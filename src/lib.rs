//! A slice of a Bazel-like build tool: the per-target analysis environment
//! that tracks artifacts and actions, and the boot-time option processor
//! that turns `.blazerc` files and argv into a server-bound argument vector.

#![warn(rust_2018_idioms)]
#![warn(clippy::all, clippy::clone_on_ref_ptr)]

pub mod action;
pub mod analysis;
pub mod artifact;
pub mod error;
pub mod options;
pub mod skyframe;
pub mod workspace_status;

pub use action::Action;
pub use analysis::{
    AnalysisEnvironmentConfig, ArtifactOrigin, CachingAnalysisEnvironment, ErrorSink,
    TargetDescriptor,
};
pub use artifact::{Artifact, ArtifactFactory, ArtifactOwner, InterningArtifactFactory, Root};
pub use error::{ExitCode, OptionsError};
pub use options::{OptionProcessor, ProcessEnvironment, TerminalInfo};
pub use skyframe::{MissingDependency, SkyframeEnvironment};
pub use workspace_status::WorkspaceStatusProvider;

#####

*AIM OF THE TASK*. Which of the lines in the material above contain "that"? Copy each one out.

*ANSWER AREA*.
//! that tracks artifacts and actions, and the boot-time option processor
//! that turns `.blazerc` files and argv into a server-bound argument vector.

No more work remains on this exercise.